Prepared for a heckuva hike

LIHUE — Hawaii’s most pristine and remote beach is Kalalau, a mile-long stretch of sand guarded by volcanic mountains fantastically chiseled like a Gothic cathedral.

There’s only one way in: a snaking, slippery cliffside trail that is 11 miles long and in some places only a foot wide. A surging sea roars 300 feet below, a constant reminder of the consequences of a false step.

“There’s little doubt the Kalalau Trail is one of the crown jewels of the entire system of Hawaii State Parks,” said Dan Quinn, administrator of the Department of Land and Natural Resources Division of State Parks. “Due to its immense popularity, hikers often arrive at the trailhead without having made the proper preparations for what ultimately is a pretty tough trek, especially for beginning hikers.”

An estimated 500,000 visitors and residents hike the spectacular trail each year.
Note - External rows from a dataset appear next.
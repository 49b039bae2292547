//! This file is the root of the `speedy` Rust crate.
//!
//! Its responsibilities are strictly limited to declaring the top-level modules
//! and re-exporting the handful of items most callers need.
//!
//! Layout, leaves first:
//! 1.  `kernels`: the scalar codec and the rank-to-digit mapper.
//! 2.  `pipeline`: the layer unwinder and its telemetry log.
//! 3.  `driver`: candidate loading, selection, reporting and test-set generation.

//==================================================================================
// 0. Constants
//==================================================================================
/// The crate version, automatically set from Cargo.toml at compile time.
pub const VERSION: &str = env!("CARGO_PKG_VERSION");
//==================================================================================
// 1. Module Declarations
//==================================================================================
#[macro_use]
mod observability; // Make macros available throughout the crate

pub mod config;
pub mod driver;
pub mod error;
pub mod kernels;
pub mod pipeline;
pub mod types;

//==================================================================================
// 2. Re-exports
//==================================================================================
pub use config::{Selection, SpeedyConfig, UnwindMode};
pub use error::{Result, SpeedyError};
pub use kernels::{decode, encode, ith_digits};
pub use pipeline::{layer_count, unwind, TelemetryLog, TimingSample, UnwindOutput};
pub use types::DigitSequence;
Several have died. Many have been injured. Most had not set out to hike the trail in full, but rather set their sights on Hanakapiai Falls, located four miles in, or Hanakapiai Beach at Mile 2.
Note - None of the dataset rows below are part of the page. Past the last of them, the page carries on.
mod common;

#[test]
fn test_db_fixture_cleans_up_its_files() {
    let base = "test_db_fixture_cleanup.db";

    {
        let test_db = common::TestDb::new(base);
        let conn = test_db.pool().get();
        assert!(conn.is_ok());
    }

    // The WAL journal produces sidecar files; all of them must be gone.
    assert!(!std::path::Path::new(base).exists());
    assert!(!std::path::Path::new(&format!("{base}-shm")).exists());
    assert!(!std::path::Path::new(&format!("{base}-wal")).exists());
}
On Friday, DLNR released a new safety video detailing safety precautions all hikers should take — and the repercussions for failing to take them — as well as the most common rookie mistakes.
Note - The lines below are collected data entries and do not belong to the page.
use chrono::NaiveDateTime;
use serde::{Deserialize, Serialize};

use crate::domain::cart::CartLine;

/// Possible lifecycle states for a placed order.
#[derive(Debug, Serialize, Deserialize, Clone, Copy, PartialEq, Eq)]
pub enum OrderStatus {
    /// Order has been submitted and awaits the kitchen.
    Pending,
    /// Order is being prepared.
    Preparing,
    /// Order has been brought to the table.
    Served,
    /// Order has been cancelled and should not be prepared.
    Cancelled,
}

impl Default for OrderStatus {
    fn default() -> Self {
        Self::Pending
    }
}

impl From<OrderStatus> for &'static str {
    fn from(value: OrderStatus) -> Self {
        match value {
            OrderStatus::Pending => "Pending",
            OrderStatus::Preparing => "Preparing",
            OrderStatus::Served => "Served",
            OrderStatus::Cancelled => "Cancelled",
        }
    }
}

impl From<&str> for OrderStatus {
    fn from(value: &str) -> Self {
        match value {
            "Preparing" => Self::Preparing,
            "Served" => Self::Served,
            "Cancelled" => Self::Cancelled,
            _ => Self::Pending,
        }
    }
}

/// Domain representation of a placed order together with its lines.
#[derive(Debug, Serialize, Deserialize, Clone)]
pub struct Order {
    /// Store-assigned identifier of the order.
    pub id: i32,
    /// Table the order was taken at.
    pub table_id: i32,
    /// Staff member who took the order.
    pub user_id: i32,
    /// Current lifecycle status.
    pub status: OrderStatus,
    /// Header total in the smallest currency unit. Equals the sum of the
    /// line totals captured at submission time.
    pub total_cents: i32,
    /// Timestamp of the submission.
    pub order_date: NaiveDateTime,
    /// Lines submitted with this order.
    pub items: Vec<OrderItem>,
}

/// One persisted line tying a menu item and quantity to an order header.
#[derive(Debug, Serialize, Deserialize, Clone)]
pub struct OrderItem {
    /// Identifier of the owning order header.
    pub order_id: i32,
    /// Menu item the line refers to. A later catalog delete leaves this
    /// pointing at a missing item; the line keeps its captured price.
    pub item_id: i32,
    pub quantity: i32,
    pub unit_price_cents: i32,
}

/// Payload required to insert a new order header and its lines.
#[derive(Debug, Clone)]
pub struct NewOrder {
    pub table_id: i32,
    pub user_id: i32,
    pub status: OrderStatus,
    pub total_cents: i32,
    pub order_date: NaiveDateTime,
    pub items: Vec<NewOrderItem>,
}

/// One line of a new order; the header id is assigned by the store.
#[derive(Debug, Clone)]
pub struct NewOrderItem {
    pub item_id: i32,
    pub quantity: i32,
    pub unit_price_cents: i32,
}

impl NewOrder {
    /// Build an order payload with status `Pending` and the current
    /// timestamp, matching what submission requires.
    pub fn new(table_id: i32, user_id: i32, total_cents: i32) -> Self {
        Self {
            table_id,
            user_id,
            status: OrderStatus::default(),
            total_cents,
            order_date: chrono::Local::now().naive_utc(),
            items: Vec::new(),
        }
    }

    /// Attach the lines to submit with the header.
    pub fn with_items(mut self, items: impl Into<Vec<NewOrderItem>>) -> Self {
        self.items = items.into();
        self
    }

    /// Override the default status.
    pub fn with_status(mut self, status: OrderStatus) -> Self {
        self.status = status;
        self
    }
}

impl From<&CartLine> for NewOrderItem {
    fn from(line: &CartLine) -> Self {
        Self {
            item_id: line.item_id,
            quantity: line.quantity,
            unit_price_cents: line.unit_price_cents,
        }
    }
}

/// Query definition used to list orders, newest first.
#[derive(Debug, Clone, Default)]
pub struct OrderListQuery {
    /// Optional status filter.
    pub status: Option<OrderStatus>,
    /// Optional table filter.
    pub table_id: Option<i32>,
}

impl OrderListQuery {
    /// Construct a query matching every order.
    pub fn new() -> Self {
        Self::default()
    }

    /// Filter the results by the provided status.
    pub fn status(mut self, status: OrderStatus) -> Self {
        self.status = Some(status);
        self
    }

    /// Filter the results by table.
    pub fn table_id(mut self, table_id: i32) -> Self {
        self.table_id = Some(table_id);
        self
    }
}

#[cfg(test)]
mod tests {
    use super::*;

    #[test]
    fn status_round_trips_through_strings() {
        for status in [
            OrderStatus::Pending,
            OrderStatus::Preparing,
            OrderStatus::Served,
            OrderStatus::Cancelled,
        ] {
            let text: &'static str = status.into();
            assert_eq!(OrderStatus::from(text), status);
        }
    }

    #[test]
    fn unknown_status_text_falls_back_to_pending() {
        assert_eq!(OrderStatus::from("Refunded"), OrderStatus::Pending);
    }
}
Like hiking without drinking water.

“We wanted a readily accessible video to visually depict not only the beauty of the Na Pali Coast, but to also try and get people better prepared for a hike on the Kalalau Trail,” said Kauai Fire Department Chief Robert Westerman. “The video includes footage of an actual rescue, and is another tool in our toolbox to inform and educate hikers so they can make good decisions before setting out on the trail.”

The six-minute-long video, produced by DLNR in cooperation with the Kauai County Fire Department and Civil Defense Agency, focuses on the first two miles of the hike to Hanakapiai Stream, which is the length the majority of hikers make. A state permit, available from the Division of State Parks, is required to traverse beyond Hanakapiai Stream or Hanakapiai Falls.

Rescues on the Na Pali Coast happen frequently. This year alone, dozens of people have been flown out of the Hanakapiai area after the stream flooded and they became stranded on the wrong side. Often hikers ignore weather forecasts, warning signs, and verbal cautions from state and county staff and put themselves at unnecessary risk. Due to the steepness of the trail and the fact that it is almost always quite slick, the hike is not as easy and straightforward as many people think.

“The video will be distributed widely on state and county websites, on various travel and tourism sites, and we’re working on digital access for cell phones and tablets,” according to Dan Dennison, DLNR’s senior communications manager.